The tricky thing here is that all addictions are good in the beginning, if we understand good as they do their job for a while, and we experience pleasure from them. The problem is that in the long-term the pleasure of addiction is followed by negative consequences, these negative consequences pile on and become extremely disruptive in the individual’s life.

Let’s define addiction quickly before I finish answering this question. Addiction is any behavior, experience, substance, etc. that brings pleasure and/or relief in the short-term, long-term negative consequences and despite this I’m unable or unwilling to  stop. Therefore, if something has become and addictive behavior based on those 3 qualifiers it will be hard to say that there is any addiction that is “good”, the challenge is that in most modern societies we glorify certain addictive behaviors like working out or professional success and we condemn others such as alcohol or drug use. Others can be glorified or condemned depending on gender for example compulsive sexual behavior in a man can be admired were in women it can be shameful and condemned.

4. Is an addiction a choice? 

That is a complicated question, it is a choice but most of the time is not a conscious choice. The best way to understand how people become addicted is with the example of the boiling frog. So in order to boil a frog you cannot have the water boiling and throw a frog in because it will jump out, so the way this is done is that they put the frogs in while the water is cooled and the slowly increase the temperature, by the time the water is boiling it is too late for the frog to get out. The same thing happens in addiction for humans, it is a slow process and which initially the addictive behaviors are positive and enjoyable and by the time we notice that the water is boiling is impossible to get out 

5. Is there really such a thing as an addictive personality?

A lot of people think this is true, however in my experience I do not agree. I believe there are certain environmental and genetic combinations that create a higher risk for addiction. Therefore, the more significant the family history of trauma and addiction the higher the risk of being prone to addictive behaviors. Not sure this is a personality issue.

6. What does it mean to have an addiction to relationships? 

That your object for disconnecting from yourself is another person. That is the simple answer but there is a bit more to it. Because an addictive relationship normally includes some common experiences, for example “I can’t live with you, but I can’t live without you” type of beliefs. In my experience these relationships are normally recreating a familiar relational theme that comes for childhood experiences. For example, if I had the experience of not being seen or abandoned in childhood, I will find a partner that will shut down or runaway in times of crisis or discomfort and will perceived to be abandoned and believe this is my destiny

7. Is the saying “once an addict, always an addict” true? 

Well!!!! It depends on how you look at it. For most people with substance dependent issues there is no going back to using in a social or managed way, because of how substances impact the brain. Thus, if you are looking at this as the ability to go back to the same behaviors that you were doing before with negative consequences the answer will be yes you are always an addict or recovering addict.

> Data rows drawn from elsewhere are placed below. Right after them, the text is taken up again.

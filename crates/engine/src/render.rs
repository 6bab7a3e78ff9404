//! Renderer boundary
//!
//! A windowed renderer addresses the grid in GRID coordinates: row 0 holds the
//! column headers, column 0 holds the row numbers, and content cell
//! (grid_row, grid_col) is view cell (grid_row - 1, grid_col - 1).
//!
//! The renderer keeps a `RenderKey` from its last pass and only re-fetches
//! visible cells when the key moves. Column geometry is cached in a
//! `ColumnLayout`, rebuilt only when `view_revision` changes.

use std::ops::Range;

use crate::error::{GridError, Result};
use crate::view::GridView;

/// Rows pinned at the top (column headers).
pub const HEADER_ROWS: usize = 1;
/// Columns pinned at the left: the row-number lane and the first data column.
pub const FROZEN_COLUMNS: usize = 2;
/// Fixed width of the row-number lane.
pub const ROW_HEADER_WIDTH: f32 = 50.0;
pub const DEFAULT_ROW_HEIGHT: f32 = 20.0;

/// Total addressable grid, header lanes included.
#[derive(Debug, Clone, Copy, PartialEq, Eq)]
pub struct GridExtent {
    pub rows: usize,
    pub cols: usize,
}

/// What the renderer should draw at a grid coordinate.
#[derive(Debug, Clone, PartialEq, Eq)]
pub enum GridCell {
    /// Top-left cell, always blank
    Corner,
    /// Column label for grid column N
    ColumnHeader(String),
    /// 1-based row number
    RowHeader(usize),
    /// Content cell; `None` if the row has no entry for this column
    Data(Option<String>),
}

/// Cache-invalidation tokens for one render pass.
#[derive(Debug, Clone, Copy, PartialEq, Eq, Default)]
pub struct RenderKey {
    pub view_revision: u64,
    pub store_revision: u64,
}

impl RenderKey {
    /// True when `current` differs, i.e. visible cells must be re-fetched.
    pub fn is_stale(&self, current: RenderKey) -> bool {
        *self != current
    }
}

impl GridView {
    pub fn grid_extent(&self) -> GridExtent {
        GridExtent {
            rows: self.row_count() + HEADER_ROWS,
            cols: self.col_count() + 1,
        }
    }

    pub fn render_key(&self) -> RenderKey {
        RenderKey {
            view_revision: self.view_revision(),
            store_revision: self.store_revision(),
        }
    }

    pub fn column_width(&self, grid_col: usize) -> Result<f32> {
        self.presentation_state(grid_col).map(|s| s.width())
    }

    pub fn grid_cell(&self, grid_row: usize, grid_col: usize) -> Result<GridCell> {
        match (grid_row, grid_col) {
            (0, 0) => Ok(GridCell::Corner),
            (0, c) => Ok(GridCell::ColumnHeader(self.column_label(c - 1)?)),
            (r, 0) => {
                if r > self.row_count() {
                    return Err(GridError::row(r - 1, self.row_count()));
                }
                Ok(GridCell::RowHeader(r))
            }
            (r, c) => Ok(GridCell::Data(self.cell(r - 1, c - 1)?)),
        }
    }

    /// User-edit path. `None` means the user cancelled: nothing changes.
    ///
    /// Header lanes are not editable and are ignored. Returns whether a
    /// write happened.
    pub fn commit_edit(
        &mut self,
        grid_row: usize,
        grid_col: usize,
        value: Option<String>,
    ) -> Result<bool> {
        let Some(value) = value else {
            return Ok(false);
        };
        if grid_row == 0 || grid_col == 0 {
            return Ok(false);
        }
        self.set_cell(grid_row - 1, grid_col - 1, value)?;
        Ok(true)
    }
}

/// Renderer-side column size table (prefix sums over grid column widths).
#[derive(Debug, Clone, Default)]
pub struct ColumnLayout {
    /// view_revision the table was built at; 0 = never built
    view_revision: u64,
    /// offsets[i] = left edge of grid column i; last entry = total width
    offsets: Vec<f32>,
}

impl ColumnLayout {
    pub fn new() -> Self {
        Self::default()
    }

    /// Rebuild if the view's geometry moved since the last build.
    /// Returns whether a rebuild happened.
    pub fn sync(&mut self, view: &GridView) -> bool {
        let cols = view.grid_extent().cols;
        if self.view_revision == view.view_revision() && self.offsets.len() == cols + 1 {
            return false;
        }

        self.offsets.clear();
        self.offsets.reserve(cols + 1);
        let mut x = 0.0f32;
        self.offsets.push(x);
        for grid_col in 0..cols {
            // Negative widths would break the binary search below
            let w = view.column_width(grid_col).unwrap_or(0.0).max(0.0);
            x += w;
            self.offsets.push(x);
        }
        self.view_revision = view.view_revision();
        true
    }

    pub fn column_count(&self) -> usize {
        self.offsets.len().saturating_sub(1)
    }

    pub fn total_width(&self) -> f32 {
        self.offsets.last().copied().unwrap_or(0.0)
    }

    pub fn offset_of(&self, grid_col: usize) -> Option<f32> {
        if grid_col < self.column_count() {
            Some(self.offsets[grid_col])
        } else {
            None
        }
    }

    pub fn width_of(&self, grid_col: usize) -> Option<f32> {
        if grid_col < self.column_count() {
            Some(self.offsets[grid_col + 1] - self.offsets[grid_col])
        } else {
            None
        }
    }

    /// Grid columns intersecting [scroll_x, scroll_x + viewport_width).
    pub fn visible_range(&self, scroll_x: f32, viewport_width: f32) -> Range<usize> {
        let n = self.column_count();
        if n == 0 {
            return 0..0;
        }
        let stop = scroll_x + viewport_width;
        let start = self.offsets[1..].partition_point(|&end| end <= scroll_x);
        let end = self.offsets[..n].partition_point(|&left| left < stop);
        start..end.max(start)
    }
}
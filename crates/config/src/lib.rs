// Configuration loading

pub mod settings;

pub use settings::{ConfigError, Settings};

If you see this through the lens of healing trauma, then your need to anesthetize in a compulsive way will be less, but it does not mean you can go back to your addictive behavior without risk.

8. I know that it doesn’t work like that and change is not always linear, but a lot of people would like to know how much time and effort it will take to overcome addictive or compulsive behaviors 

You are correct, change is not linear and healing is more like a roller coaster. This is a common question and a hard one to answer, because it can take anywhere between 6 months to several years. It depends on a couple of factors, one of course being the severity and time of the trauma and addictive behaviors. The other has to do with what the goal for treatment is. If it is stopping a “bad” behavior, or healing. Because healing goes beyond stopping “bad” behaviors. Healing is to discover that I have the ability to make space for pain and that that pain will eventually end. Which makes it very hard to put a timeline to healing.